Tourism instead of coal mining? – Lusatia is looking for ways into the future. (Photo: H. Hensel/IOER-Media)

Since 2018, Lusatia has been in the process of creating guiding principles (a leitbild) for the region. It is intended to provide the region with orientation for the coal phase-out and the associated process of structural change. The project "Transformation Process in the Lusatia Region" of the IOER, which is conducted at the Interdisciplinary Centre for Ecological and Revitalizing Urban Transformation (IZS) in Görlitz, accompanies the structural change and the associated process of creating a leitbild in Lusatia scientifically.

Among other things, the project team has investigated how the process of developing a leitbild for the region should be designed, which regional challenges need to be overcome and how the local population could be involved in the process. The result is a process design that the researchers present in the international journal “Extractive Industries and Society”.

"Lusatia is a very heterogeneous region. There are not only spatial differences, for example between the touristically well developed Spreewald and the still active coal mining areas with a strong economic focus on open-cast mining and coal-fired power plants. The interests of the local players and the population, as well as the expectations of guidings principles for the region, are also very different," explains Dr Sebastian Heer, one of the first authors of the study. This heterogeneity makes it difficult to develop a uniform regional identity in the course of the process of creating guiding principles.

In view of the various requirements and expectations of "Lusatian guiding principles", the project team proposes to think the mission statement functionally and to split the process of its development into different sub-elements. The starting point in each case should be the impact or effect that the (parts of) guiding principles are intended to achieve. The second step would be to define the target groups required to achieve this impact and to determine the communication and participation formats with which they can be reached and integrated into the process of developing the guiding principles. At the end, the results of the process would have to be presented in a way that is suitable for the target groups. “This could be, for example, the formulation of funding priorities for federal and state policy. But also economic strategies for the whole of Lusatia or different sub-regions are conceivable, or a 'citizens' mission statement' that reflects the ideas of the local people," says Dr Sebastian Heer.

For its investigation, the project team under the direction of Prof Dr Robert Knippschild intensively accompanied the process of developing guiding principles in the course of participatory observations and a series of scientific expert discussions with important regional actors from the state governments of Saxony and Brandenburg, the "Future Workshop Lusatia", but also with civil society actors. A qualitative content analysis of the collected data followed. "It became clear that most of our interview partners are very aware of how important it is to achieve broad acceptance among the population for the upcoming transformation process and the changes associated with it. Now it is important to keep this in mind and to orientate the daily work accordingly," says Dr Sebastian Heer.

Original publication:
Heer, Sebastian; Wirth, Peter; Knippschild, Robert; Matern, Antje: Guiding principles in transformation processes of coal phase-out. The German case of Lusatia. In: The Extractive Industries and Society (Online First)
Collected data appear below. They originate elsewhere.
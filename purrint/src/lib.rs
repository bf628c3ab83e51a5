//! PURRINT: turn any image into a dithered receipt and print it on a cat
//! printer.

pub mod config;
pub mod error;
pub mod services;

pub use config::AppConfig;
pub use error::ServiceError;
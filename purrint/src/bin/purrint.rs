//! Command-line front end: convert images, print them, scan for printers.

use std::path::PathBuf;

use anyhow::Context;
use clap::{Parser, Subcommand};
use tracing_subscriber::EnvFilter;

use purrint_lib::AppConfig;
use purrint_lib::config::load_dotenv;
use purrint_lib::services::{self, ImageSource, RenderSession};

#[derive(Parser)]
#[command(name = "purrint")]
#[command(about = "Dither images into receipts for GB series cat printers")]
struct Cli {
    #[command(subcommand)]
    command: Commands,
}

#[derive(Subcommand)]
enum Commands {
    /// Convert an image and write the monochrome PNG preview
    Render {
        /// Input image path, or "-" for stdin
        input: String,

        /// Output PNG path (stdout when omitted)
        #[arg(short, long)]
        output: Option<PathBuf>,

        /// Skip the contrast stretch before dithering
        #[arg(long)]
        no_contrast_stretch: bool,
    },
    /// Convert an image and send it to the printer
    Print {
        /// Input image path, or "-" for stdin
        input: String,

        /// Printer MAC address or UUID (overrides PRINTER_ADDRESS)
        #[arg(short, long)]
        address: Option<String>,

        /// Log the job instead of printing (overrides DRY_RUN_MODE)
        #[arg(long)]
        dry_run: bool,

        /// Also write the PNG preview to this path
        #[arg(long)]
        preview: Option<PathBuf>,

        /// Skip the contrast stretch before dithering
        #[arg(long)]
        no_contrast_stretch: bool,
    },
    /// List nearby printers
    Scan {
        /// Print results as JSON
        #[arg(long)]
        json: bool,

        /// Scan window in seconds (overrides SCAN_TIMEOUT_SECS)
        #[arg(short, long)]
        timeout: Option<u64>,
    },
    /// Show the effective configuration
    Config {
        /// Print settings as JSON
        #[arg(long)]
        json: bool,
    },
}

#[tokio::main]
async fn main() -> anyhow::Result<()> {
    tracing_subscriber::fmt()
        .with_env_filter(
            EnvFilter::try_from_default_env().unwrap_or_else(|_| EnvFilter::new("info")),
        )
        .with_writer(std::io::stderr)
        .init();

    let cli = Cli::parse();
    load_dotenv();
    let mut config = AppConfig::load().context("Failed to load configuration")?;

    match cli.command {
        Commands::Render {
            input,
            output,
            no_contrast_stretch,
        } => {
            if no_contrast_stretch {
                config.contrast_stretch = false;
            }
            let source = ImageSource::from_arg(&input);
            let surface = services::render_source(source, config.render_options())
                .await
                .with_context(|| format!("Failed to convert {input}"))?;
            services::write_preview(&surface, output.as_deref())
                .await
                .context("Failed to write preview")?;
        }
        Commands::Print {
            input,
            address,
            dry_run,
            preview,
            no_contrast_stretch,
        } => {
            if let Some(address) = address {
                config
                    .set_printer_address(&address)
                    .context("Invalid --address")?;
            }
            if dry_run {
                config.dry_run_mode = true;
            }
            if no_contrast_stretch {
                config.contrast_stretch = false;
            }

            let session = RenderSession::new();
            let rendered = session
                .submit(ImageSource::from_arg(&input), config.render_options())
                .await
                .with_context(|| format!("Failed to convert {input}"))?;
            if let Some(path) = preview {
                services::write_preview(&rendered.surface, Some(&path))
                    .await
                    .context("Failed to write preview")?;
            }

            let transport = services::transport_for(&config);
            session
                .print_current(transport.as_ref())
                .await
                .context("Print failed")?;
            tracing::info!(transport = transport.name(), "Print job complete");
        }
        Commands::Scan { json, timeout } => {
            if let Some(secs) = timeout {
                anyhow::ensure!(
                    (1..=60).contains(&secs),
                    "--timeout must be between 1 and 60 seconds"
                );
                config.scan_timeout_secs = secs;
            }
            let printers = services::scan_printers(config.scan_timeout())
                .await
                .context("Bluetooth scan failed")?;

            if json {
                println!("{}", serde_json::to_string_pretty(&printers)?);
            } else if printers.is_empty() {
                println!("No printers found");
            } else {
                for p in &printers {
                    let name = if p.name.is_empty() { "(unnamed)" } else { p.name.as_str() };
                    println!("{}\t{}\t{}", p.mac_address, name, p.last_seen);
                }
            }
        }
        Commands::Config { json } => {
            let settings = config.settings();
            if json {
                println!("{}", serde_json::to_string_pretty(&settings)?);
            } else {
                for s in &settings {
                    let marker = if s.is_default { " (default)" } else { "" };
                    println!("{}={}{}\t# {}", s.key, s.value, marker, s.description);
                }
            }
        }
    }

    Ok(())
}
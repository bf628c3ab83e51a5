//! 1-bit print bitmaps built from monochrome surfaces.

use image::RgbaImage;

use crate::{CatPrinterError, PRINT_WIDTH, Result};

/// Pixels with alpha below this are left unprinted.
const OPAQUE_ALPHA: u8 = 128;

/// A print-head-wide bitmap, one byte per pixel (0 = paper, 1 = black),
/// stored row by row.
#[derive(Debug, Clone, PartialEq, Eq)]
pub struct MonoBitmap {
    width: u32,
    height: u32,
    pixels: Vec<u8>,
}

impl MonoBitmap {
    /// Convert a monochrome surface into a print bitmap.
    ///
    /// The surface must be exactly [`PRINT_WIDTH`] pixels wide and every pixel
    /// must have R = G = B with a value of 0 or 255. Transparent pixels are
    /// treated as paper.
    pub fn from_surface(surface: &RgbaImage) -> Result<Self> {
        let (width, height) = surface.dimensions();
        if width != PRINT_WIDTH {
            return Err(CatPrinterError::InvalidImageSize {
                expected: PRINT_WIDTH,
                actual: width,
            });
        }

        let mut pixels = Vec::with_capacity(width as usize * height as usize);
        for p in surface.pixels() {
            let [r, g, b, a] = p.0;
            if r != g || g != b || (r != 0 && r != 255) {
                return Err(CatPrinterError::NotBlackWhite);
            }
            pixels.push(u8::from(r == 0 && a >= OPAQUE_ALPHA));
        }

        Ok(Self {
            width,
            height,
            pixels,
        })
    }

    pub fn width(&self) -> u32 {
        self.width
    }

    pub fn height(&self) -> u32 {
        self.height
    }

    /// Iterate over pixel rows, top to bottom.
    pub fn rows(&self) -> impl Iterator<Item = &[u8]> {
        self.pixels.chunks(self.width as usize)
    }

    /// Number of pixels that will be printed black.
    pub fn black_pixel_count(&self) -> usize {
        self.pixels.iter().filter(|&&p| p == 1).count()
    }
}
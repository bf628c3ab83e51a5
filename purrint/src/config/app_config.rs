//! Runtime application configuration loaded from the environment.

use std::time::Duration;

use image_processor::RenderOptions;

use super::SettingInfo;
use super::defaults::{SETTING_DEFS, get_default};
use super::validation::validate_setting;

/// Runtime configuration.
#[derive(Debug, Clone, PartialEq)]
pub struct AppConfig {
    pub printer_address: String,
    pub dry_run_mode: bool,
    pub contrast_stretch: bool,
    pub scan_timeout_secs: u64,
}

impl Default for AppConfig {
    fn default() -> Self {
        Self {
            printer_address: String::new(),
            dry_run_mode: false,
            contrast_stretch: true,
            scan_timeout_secs: 10,
        }
    }
}

impl AppConfig {
    /// Load configuration from process environment variables.
    pub fn load() -> Result<Self, anyhow::Error> {
        Self::from_lookup(|key| std::env::var(key).ok())
    }

    /// Load configuration from an arbitrary key lookup, falling back to
    /// defaults for unset or empty keys.
    pub fn from_lookup(lookup: impl Fn(&str) -> Option<String>) -> Result<Self, anyhow::Error> {
        let g = |key: &str| -> Result<String, anyhow::Error> {
            let value = lookup(key)
                .map(|v| v.trim().to_string())
                .filter(|v| !v.is_empty())
                .unwrap_or_else(|| get_default(key).unwrap_or_default().to_string());
            validate_setting(key, &value)
                .map_err(|e| anyhow::anyhow!("validation error for {key}: {e}"))?;
            Ok(value)
        };

        Ok(Self {
            printer_address: g("PRINTER_ADDRESS")?,
            dry_run_mode: g("DRY_RUN_MODE")? == "true",
            contrast_stretch: g("CONTRAST_STRETCH")? == "true",
            scan_timeout_secs: g("SCAN_TIMEOUT_SECS")?.parse()?,
        })
    }

    /// Override the printer address, applying the `PRINTER_ADDRESS` checks.
    pub fn set_printer_address(&mut self, address: &str) -> Result<(), anyhow::Error> {
        let address = address.trim();
        validate_setting("PRINTER_ADDRESS", address)
            .map_err(|e| anyhow::anyhow!("validation error for PRINTER_ADDRESS: {e}"))?;
        self.printer_address = address.to_string();
        Ok(())
    }

    pub fn scan_timeout(&self) -> Duration {
        Duration::from_secs(self.scan_timeout_secs)
    }

    pub fn render_options(&self) -> RenderOptions {
        RenderOptions::new().with_contrast_stretch(self.contrast_stretch)
    }

    /// Effective settings, in definition order.
    pub fn settings(&self) -> Vec<SettingInfo> {
        SETTING_DEFS
            .iter()
            .map(|def| {
                let value = match def.key {
                    "PRINTER_ADDRESS" => self.printer_address.clone(),
                    "DRY_RUN_MODE" => self.dry_run_mode.to_string(),
                    "CONTRAST_STRETCH" => self.contrast_stretch.to_string(),
                    "SCAN_TIMEOUT_SECS" => self.scan_timeout_secs.to_string(),
                    _ => def.default.to_string(),
                };
                SettingInfo {
                    key: def.key.to_string(),
                    is_default: value == def.default,
                    value,
                    description: def.description.to_string(),
                }
            })
            .collect()
    }
}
The international journal The Extractive Industries and Society is published by Elsevier. According to the publisher, it is the the one journal devoted to disseminating in-depth analysis of the socio-economic and environmental impacts of mining and oil and gas production on societies, both past and present. The journal operates a double anonymized review process.

Contact at the Leibniz Institute of Ecological Urban and Regional Development (IOER)
Prof Dr Robert Knippschild (project management), e-mail: R.Knippschild[im]
Dr Sebastian Heer, e-mail: S.Heer[im]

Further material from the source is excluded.